A lo más que puede aspirar un artista es a que su obra sea tan conocida que no importe el autor, porque nos pertenece a todos. Es lo que pasa con algunos poemas, algunas canciones y algunos cuadros. Es lo que pasa con un cuadro en que aparece un grupo de personas de espaldas, con pesados abrigos, que corren a abrazarse con otras tan estrechamente que no vemos las caras y sólo el entusiasmo urgente del encuentro. El cuadro se titula El abrazo y estaba en el estudio de Juan Genovés cuando una reunión clandestina de la Junta Democrática, recién muerto Franco, planeaba una campaña demandando una amnistía que permitiera elaborar la reconciliación pendiente. La casualidad hizo que tuvieran a mano una escena que representaba perfectamente esa intención. Eligieron un tanto improvisadamente ese cuadro y se imprimieron varios cientos de miles de carteles, que acabaron tanto en las calles como en los hogares. Con el tiempo El abrazo se ha convertido para la Transición en lo que El Guernica para la Guerra Incivil, una imagen que resume todas las posibles. No es de extrañar que después de pasar por una colección privada norteamericana y dos museos españoles, haya acabado (desde 2016) en la denominada Sala Constitucional de nuestro Congreso de los Diputados.

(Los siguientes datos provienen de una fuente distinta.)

//! Delta query integration tests: pagination, cursors, deleted items

use wiremock::matchers::{method, path, query_param};
use wiremock::{Mock, MockServer, ResponseTemplate};

use driftfs_core::domain::DeltaCursor;
use driftfs_graph::delta;

use crate::common;

#[tokio::test]
async fn test_initial_delta_returns_items_and_cursor() {
    let (server, client, _tokens) = common::setup().await;

    let items = serde_json::json!([
        {
            "id": "file-001",
            "name": "document.txt",
            "eTag": "\"E1\"",
            "size": 1024,
            "lastModifiedDateTime": "2026-01-15T10:00:00Z",
            "parentReference": { "id": "root-id", "path": "/drive/root:" },
            "file": { "hashes": { "quickXorHash": "AAAAAAAAAAAAAAAAAAAAAAAAAAA=" } }
        },
        {
            "id": "folder-001",
            "name": "Documents",
            "parentReference": { "id": "root-id", "path": "/drive/root:" },
            "folder": { "childCount": 3 }
        }
    ]);
    common::mount_delta_single_page(&server, items, "cursor-1").await;

    let batch = delta::fetch_all(&client, None).await.unwrap();

    assert_eq!(batch.items.len(), 2);
    assert_eq!(batch.pages, 1);
    assert_eq!(batch.cursor.as_str(), "cursor-1");

    let file = &batch.items[0];
    assert_eq!(file.id, "file-001");
    assert!(!file.is_directory());
    assert_eq!(file.etag().unwrap().as_str(), "\"E1\"");
    assert!(batch.items[1].is_directory());
}

#[tokio::test]
async fn test_delta_with_cursor_sends_token() {
    let server = MockServer::start().await;

    Mock::given(method("GET"))
        .and(path("/me/drive/root/delta"))
        .and(query_param("token", "previous"))
        .respond_with(ResponseTemplate::new(200).set_body_json(serde_json::json!({
            "value": [{ "id": "file-002", "name": "new.txt", "file": {} }],
            "@odata.deltaLink": format!("{}/me/drive/root/delta?token=next", server.uri())
        })))
        .mount(&server)
        .await;

    let tokens = common::TestTokens::new();
    let client = driftfs_graph::HttpGraphClient::with_base_url(tokens, server.uri());
    let cursor = DeltaCursor::new("previous").unwrap();

    let batch = delta::fetch_all(&client, Some(&cursor)).await.unwrap();
    assert_eq!(batch.items.len(), 1);
    assert_eq!(batch.cursor.as_str(), "next");
}

#[tokio::test]
async fn test_delta_pagination_drains_all_pages() {
    let server = MockServer::start().await;

    // Page 1 links to page 2; page 2 carries the delta link.
    Mock::given(method("GET"))
        .and(path("/me/drive/root/delta"))
        .respond_with(ResponseTemplate::new(200).set_body_json(serde_json::json!({
            "value": [{ "id": "a", "name": "a.txt", "file": {} }],
            "@odata.nextLink": format!("{}/me/drive/root/delta?page=2", server.uri())
        })))
        .mount(&server)
        .await;
    Mock::given(method("GET"))
        .and(path("/me/drive/root/delta"))
        .and(query_param("page", "2"))
        .respond_with(ResponseTemplate::new(200).set_body_json(serde_json::json!({
            "value": [{ "id": "b", "name": "b.txt", "file": {} }],
            "@odata.deltaLink": format!("{}/me/drive/root/delta?token=done", server.uri())
        })))
        .mount(&server)
        .await;

    let tokens = common::TestTokens::new();
    let client = driftfs_graph::HttpGraphClient::with_base_url(tokens, server.uri());

    let batch = delta::fetch_all(&client, None).await.unwrap();

    assert_eq!(batch.pages, 2);
    let ids: Vec<&str> = batch.items.iter().map(|i| i.id.as_str()).collect();
    assert_eq!(ids, vec!["a", "b"]);
    assert_eq!(batch.cursor.as_str(), "done");
}

#[tokio::test]
async fn test_delta_empty_response() {
    let (server, client, _tokens) = common::setup().await;
    common::mount_delta_single_page(&server, serde_json::json!([]), "empty").await;

    let batch = delta::fetch_all(&client, None).await.unwrap();
    assert!(batch.items.is_empty());
    assert_eq!(batch.cursor.as_str(), "empty");
}

#[tokio::test]
async fn test_delta_deleted_items() {
    let (server, client, _tokens) = common::setup().await;

    let items = serde_json::json!([
        { "id": "gone-1", "name": "removed.txt", "deleted": { "state": "deleted" } },
        { "id": "gone-2", "name": "removed.pdf", "deleted": {} }
    ]);
    common::mount_delta_single_page(&server, items, "del").await;

    let batch = delta::fetch_all(&client, None).await.unwrap();
    assert_eq!(batch.items.len(), 2);
    assert!(batch.items.iter().all(|i| i.is_deleted()));
}

#[tokio::test]
async fn test_expired_cursor_surfaces_not_found() {
    let server = MockServer::start().await;

    Mock::given(method("GET"))
        .and(path("/me/drive/root/delta"))
        .respond_with(ResponseTemplate::new(410))
        .mount(&server)
        .await;

    let tokens = common::TestTokens::new();
    let client = driftfs_graph::HttpGraphClient::with_base_url(tokens, server.uri());
    let cursor = DeltaCursor::new("expired").unwrap();

    let err = delta::fetch_all(&client, Some(&cursor)).await.unwrap_err();
    assert!(matches!(
        err,
        driftfs_core::domain::DriftError::NotFound(_)
    ));
}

Sin saberlo, Juan Genovés contribuyó a forjar un hipotético Arte Pop español, marcadamente diferente del de otros países
Juan Genovés (Valencia, 1930), su autor, falleció en la madrugada del pasado 15 de mayo, quince días antes de cumplir noventa años, cuando preparaba su próxima exposición, que iba a celebrarse este otoño en la galería Marlborough, con la que llevaba trabajando más de cuatro décadas. Toda su larga trayectoria se podría describir unánimemente diciendo que pintó gente en acción. Nunca personas solas, sino en pequeños grupos o generalmente en multitudes y siempre en movimiento. Más característica aún es la visión cenital, desde una lejanía que no es la del compasivo ojo de Dios, sino la de la política o la sociología. En las décadas de 1960 y 70 utilizaba tonos apagados, grises y sepias. A veces parecían captadas como a través del visor de un arma o eran fotogramas del borroso NODO de la Historia, y en ellas podían escucharse gritos y carreras. En los ochenta y los noventa, sus cuadros reflejaron tramas urbanas castigadas, en un tipo de visión cuasi militar, a la que nos habían acostumbrado las noticias de las guerras por el petróleo de Oriente. Luego, con el cambio de siglo, Genovés realizó una pirueta inesperada y genial. Introdujo color y relieve. Sus cuadros de las últimas décadas se han hecho estrictamente contemporáneos, porque nuestras multitudes son, efectivamente, multicolores. Concentraciones, migraciones, reuniones. En lugar de correr delante de la policía, corren hacia el centro comercial. En lugar de desbandarse en una plaza lo hacen al atracar en una playa. No siempre es tan triste, también pueden llegar festivamente a un estadio (Genovés fue siempre muy aficionado al fútbol) o salir en grupos a un paseo dominical.
Juan Genovés fue siempre un artista de esos que podemos llamar comprometidos, en cada momento con la causa correspondiente. Sin embargo, no es esto lo que hace de él una figura imprescindible del arte español y una completa singularidad en el panorama internacional (sus reconocimientos van desde la Mención de Honor de la Bienal de Venecia de 1966 al Premio Nacional de Artes Plásticas de 1984 o la Gran Cruz de la Orden de Jaume I en 2016). Lo que fundamenta su importancia es, por un lado, su consistente y continuada reivindicación de la figura. Fue miembro de colectivos artísticos como el Grupo Parpalló (1956) y luego el Grupo Hondo (1960), dos alternativas disidentes de la abstracción informalista. A partir de entonces, Genovés recuperó solitariamente la figuración. Y sin saberlo, contribuyó a forjar un hipotético Arte Pop español, marcadamente diferente del de otros países. Su otro mérito, a mi modo de ver, es que esa preocupación por la figura alcanza una consistencia extraordinaria en su oscilación entre el individuo y la multitud. Es como si llevara toda su vida queriéndonos decir que lo importante son las personas.
La primera obra que vi de Juan Genovés fue la portada de un disco que me pasó sigilosamente un amigo. Estábamos en 1970, el disco se llamaba Silencio y era de Adolfo Celdrán, un cantautor de los de entonces, cuyas letras nos importaban más que la música. No busqué nunca el autor de la cubierta, que representaba exactamente el estruendo callado con que discurría aquel tiempo. Y sí, aquellas figuritas que corrían sin saber que iban camino del futuro éramos nosotros mismos.